How to Calculate Forecast Accuracy


In this article we look at how to measure the accuracy of forecasts.

One of the most important and challenging jobs in the contact centre is forecasting demand. Forecasting models require constant refinement, so it’s up the planners to evaluate how accurate their predictions have been.

At face value, forecast accuracy might seem simple to calculate – were there as many contacts as predicted? On closer inspection, however, it’s clear that businesses also need to understand exactly when contacts were made, and whether the contact centre was prepared for them.

What Is ‘Actual Volume’?

First, we need to understand what we mean when discussing contact volume. It’s another question that seems simple at first but that requires some thought.

If we take actual volume to mean ‘the number of calls answered’ we face a very big potential problem – we won’t count the calls that we didn’t answer.

When incoming volume is greater than call handling capacity, some calls will not be answered. If they’re not answered, and therefore not counted, we end up with an unrealistic idea of total volume.

For example, imagine a contact centre that forecasts 2,000 contacts on a day when 3,000 customers are going to call. If the centre runs at maximum occupancy all day and answers 2,400 calls, the forecast will only appear to be off by 400.

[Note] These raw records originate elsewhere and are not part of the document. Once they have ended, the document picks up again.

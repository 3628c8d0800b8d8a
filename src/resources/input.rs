//! Per-frame keyboard input resource.
//!
//! Captures the subset of keyboard state the demo cares about: arrow keys pan
//! the camera, SPACE toggles walking, F11 toggles the debug overlay.
use bevy_ecs::prelude::*;
use raylib::prelude::*;

/// Boolean key state with an associated keyboard binding.
#[derive(Debug, Clone, Copy)]
pub struct BoolState {
    /// Whether the key is currently held.
    pub active: bool,
    /// Whether the key was pressed this frame.
    pub just_pressed: bool,
    /// The key bound to this action.
    pub key_binding: KeyboardKey,
}

impl BoolState {
    pub fn bound_to(key_binding: KeyboardKey) -> Self {
        Self {
            active: false,
            just_pressed: false,
            key_binding,
        }
    }
}

impl Default for BoolState {
    fn default() -> Self {
        Self::bound_to(KeyboardKey::KEY_NULL)
    }
}

#[derive(Resource, Debug, Clone)]
pub struct InputState {
    pub pan_up: BoolState,
    pub pan_down: BoolState,
    pub pan_left: BoolState,
    pub pan_right: BoolState,
    pub toggle_walk: BoolState,
    pub mode_debug: BoolState,
}

impl Default for InputState {
    fn default() -> Self {
        Self {
            pan_up: BoolState::bound_to(KeyboardKey::KEY_UP),
            pan_down: BoolState::bound_to(KeyboardKey::KEY_DOWN),
            pan_left: BoolState::bound_to(KeyboardKey::KEY_LEFT),
            pan_right: BoolState::bound_to(KeyboardKey::KEY_RIGHT),
            toggle_walk: BoolState::bound_to(KeyboardKey::KEY_SPACE),
            mode_debug: BoolState::bound_to(KeyboardKey::KEY_F11),
        }
    }
}

impl InputState {
    /// Pan direction from the held arrow keys, each axis in `-1.0..=1.0`.
    pub fn pan_axis(&self) -> (f32, f32) {
        let axis = |neg: &BoolState, pos: &BoolState| {
            (pos.active as i32 - neg.active as i32) as f32
        };
        (
            axis(&self.pan_left, &self.pan_right),
            axis(&self.pan_up, &self.pan_down),
        )
    }
}

#[cfg(test)]
mod tests {
    use super::*;

    #[test]
    fn test_pan_axis() {
        let mut input = InputState::default();
        assert_eq!(input.pan_axis(), (0.0, 0.0));

        input.pan_right.active = true;
        input.pan_up.active = true;
        assert_eq!(input.pan_axis(), (1.0, -1.0));

        input.pan_left.active = true;
        assert_eq!(input.pan_axis(), (0.0, -1.0));
    }
}
//! ECS components for entities.
//!
//! Submodules overview:
//! - [`entityshader`] – per-entity shader key and uniforms
//! - [`mapposition`] – world-space anchor of an entity's sprite
//! - [`spriteanimation`] – per-entity animation clock over a shared sprite sheet
//! - [`walker`] – idle/walk animation pair toggled by input
//! - [`zindex`] – rendering order hint for 2D drawing

pub mod entityshader;
pub mod mapposition;
pub mod spriteanimation;
pub mod walker;
pub mod zindex;
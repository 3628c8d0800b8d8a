//! Simulation time resource.
//!
//! Updated once per frame by
//! [`update_world_time`](crate::systems::time::update_world_time) from the
//! window's frame time. `delta` is what animation clocks consume.

use bevy_ecs::prelude::Resource;

#[derive(Resource, Clone, Copy, Debug)]
pub struct WorldTime {
    /// Scaled seconds since startup.
    pub elapsed: f32,
    /// Scaled seconds since the previous frame.
    pub delta: f32,
    pub time_scale: f32,
    /// Frames simulated since startup.
    pub frame_count: u64,
    /// Frames counted over the last full second.
    pub fps: u32,
    frames_this_second: u32,
    second_timer: f32,
}

impl Default for WorldTime {
    fn default() -> Self {
        WorldTime {
            elapsed: 0.0,
            delta: 0.0,
            time_scale: 1.0,
            frame_count: 0,
            fps: 0,
            frames_this_second: 0,
            second_timer: 0.0,
        }
    }
}

impl WorldTime {
    /// Count one frame that took `real_dt` unscaled seconds.
    ///
    /// Publishes the frame count to `fps` each time a full second of real time
    /// has accumulated, carrying the remainder into the next second.
    pub fn tick_fps(&mut self, real_dt: f32) {
        self.frames_this_second += 1;
        self.second_timer += real_dt;
        if self.second_timer >= 1.0 {
            self.fps = self.frames_this_second;
            self.frames_this_second = 0;
            self.second_timer -= 1.0;
            if self.second_timer >= 1.0 {
                // A stall longer than a second: restart the window.
                self.second_timer = 0.0;
            }
        }
    }
}

#[cfg(test)]
mod tests {
    use super::*;

    #[test]
    fn test_fps_published_after_one_second() {
        let mut wt = WorldTime::default();
        for _ in 0..59 {
            wt.tick_fps(1.0 / 60.0);
        }
        assert_eq!(wt.fps, 0);
        // Push over the boundary regardless of rounding.
        wt.tick_fps(0.05);
        assert_eq!(wt.fps, 60);
    }

    #[test]
    fn test_fps_long_stall() {
        let mut wt = WorldTime::default();
        wt.tick_fps(3.5);
        assert_eq!(wt.fps, 1);
        wt.tick_fps(0.5);
        assert_eq!(wt.fps, 1);
        wt.tick_fps(0.6);
        assert_eq!(wt.fps, 2);
    }
}
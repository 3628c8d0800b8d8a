//! Event and observer to toggle the debug overlay.
//!
//! Emitting a [`SwitchDebugEvent`] flips the presence of the [`DebugMode`]
//! resource. The HUD draws extra diagnostics while it is present.
use crate::resources::debugmode::DebugMode;
use bevy_ecs::observer::On;
use bevy_ecs::prelude::*;
use log::info;

/// Event used to toggle the [`DebugMode`] resource on/off.
#[derive(Event, Debug, Clone, Copy)]
pub struct SwitchDebugEvent {}

/// Observer that toggles the [`DebugMode`] resource.
///
/// - If `DebugMode` is present, it is removed (debug disabled).
/// - If absent, it is inserted (debug enabled).
pub fn switch_debug_observer(
    _trigger: On<SwitchDebugEvent>,
    mut commands: Commands,
    debug_mode: Option<Res<DebugMode>>,
) {
    if debug_mode.is_some() {
        commands.remove_resource::<DebugMode>();
        info!("Debug mode disabled");
    } else {
        commands.insert_resource(DebugMode {});
        info!("Debug mode enabled");
    }
}
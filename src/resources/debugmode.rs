//! Debug toggle resource.
//!
//! Present while the debug HUD is on. Toggled at runtime by
//! [`SwitchDebugEvent`](crate::events::switchdebug::SwitchDebugEvent) or
//! inserted at startup with `--debug`.

use bevy_ecs::prelude::Resource;

/// Marker resource: when present, the HUD adds frame, clock and camera lines.
#[derive(Resource, Clone, Copy, Debug)]
pub struct DebugMode {}
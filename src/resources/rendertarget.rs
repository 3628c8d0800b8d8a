//! Render target resource for fixed-resolution rendering.
//!
//! The scene is painted into a texture at the game's internal resolution,
//! then that texture is scaled into the window with
//! [`WindowSize::calculate_letterbox`](crate::resources::windowsize::WindowSize::calculate_letterbox).

use raylib::ffi::{self, TextureFilter};
use raylib::prelude::*;

use crate::error::{EngineError, Result};

/// Render texture at the game's internal resolution.
///
/// NonSend: `RenderTexture2D` owns GPU resources tied to the main thread.
pub struct RenderTarget {
    pub texture: RenderTexture2D,
    /// Internal render width in pixels.
    pub game_width: u32,
    /// Internal render height in pixels.
    pub game_height: u32,
}

impl RenderTarget {
    /// Create a render target with nearest-neighbour sampling, so scaled pixel
    /// art stays sharp.
    pub fn new(rl: &mut RaylibHandle, th: &RaylibThread, width: u32, height: u32) -> Result<Self> {
        let texture = rl
            .load_render_texture(th, width, height)
            .map_err(|e| EngineError::asset(format!("Failed to create render texture: {}", e)))?;

        unsafe {
            ffi::SetTextureFilter(
                texture.texture,
                TextureFilter::TEXTURE_FILTER_POINT as i32,
            );
        }

        Ok(Self {
            texture,
            game_width: width,
            game_height: height,
        })
    }

    /// Source rectangle covering the whole texture.
    ///
    /// The height is negative to flip the Y axis, compensating for OpenGL's
    /// inverted render texture coordinates.
    pub fn source_rect(&self) -> Rectangle {
        Rectangle {
            x: 0.0,
            y: 0.0,
            width: self.game_width as f32,
            height: -(self.game_height as f32),
        }
    }
}
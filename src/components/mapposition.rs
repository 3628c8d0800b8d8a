//! World-space position component.
//!
//! Marks where an entity's sprite is anchored in world pixels. The sprite's
//! top-left corner is drawn at this point, shifted by the camera offset.

use bevy_ecs::prelude::Component;
use raylib::prelude::Vector2;

#[derive(Component, Clone, Copy, Debug)]
pub struct MapPosition {
    pub pos: Vector2,
}

impl MapPosition {
    pub fn new(x: f32, y: f32) -> Self {
        Self {
            pos: Vector2 { x, y },
        }
    }
}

For this reason, most planners evaluate forecast accuracy based on calls offered rather than calls answered. Bear in mind that this approach is also imperfect, because it counts each repeat unsuccessful contact attempt separately, inflating total volume.

It is the ‘less bad’ approach, though, so we will assume that ‘calls offered’ is the measure of actual volume.

Percent Difference or Percentage Error

One simple approach that many forecasters use to measure accuracy is Percent Difference or Percentage Error. This is simply the difference between the actual volume and the forecast volume expressed as a percentage.

\(Percentage Error = \Large{ \frac {(Actual – Forecast)}{ Actual}} \times 100 \)

We can use this formula for the first interval in the example below, where actual volume is 105 and the forecast was 102.

\(Percentage Error = \Large{ \frac {(105 – 102)}{102}} \times 100 = 2.9\% \)

 

Interval Calls Offered Forecast Error % Difference
8:00 am – 8:30 am 105 102 3 2.90%
8:30 am – 9:00 am 128 135 -7 -5.30%
9:00 am – 9:30 am 136 138 -2 -1.50%

This is a useful and reliable way of measuring forecast error within an interval. However, forecasters rarely need to report on single intervals, focusing instead on accuracy over long periods.

One possible solution is to calculate the mean average of the percent difference for all intervals in the data set. Errors which are negative numbers (the result of over-forecasting) will be cancelled out by errors which are positive numbers (the result of under-forecasting).

To control for this, planners can use the ‘absolute error’. Absolute error is how far from actual volume the forecast was in either direction, regardless of whether it was positive or negative.

We can see that in the data set below, the average percent difference of the absolute errors is 7.09%. If this calculation had been based on actual errors, the percent difference would appear to be 0.06. That might be what contact centres want to see – but it does not represent the facts.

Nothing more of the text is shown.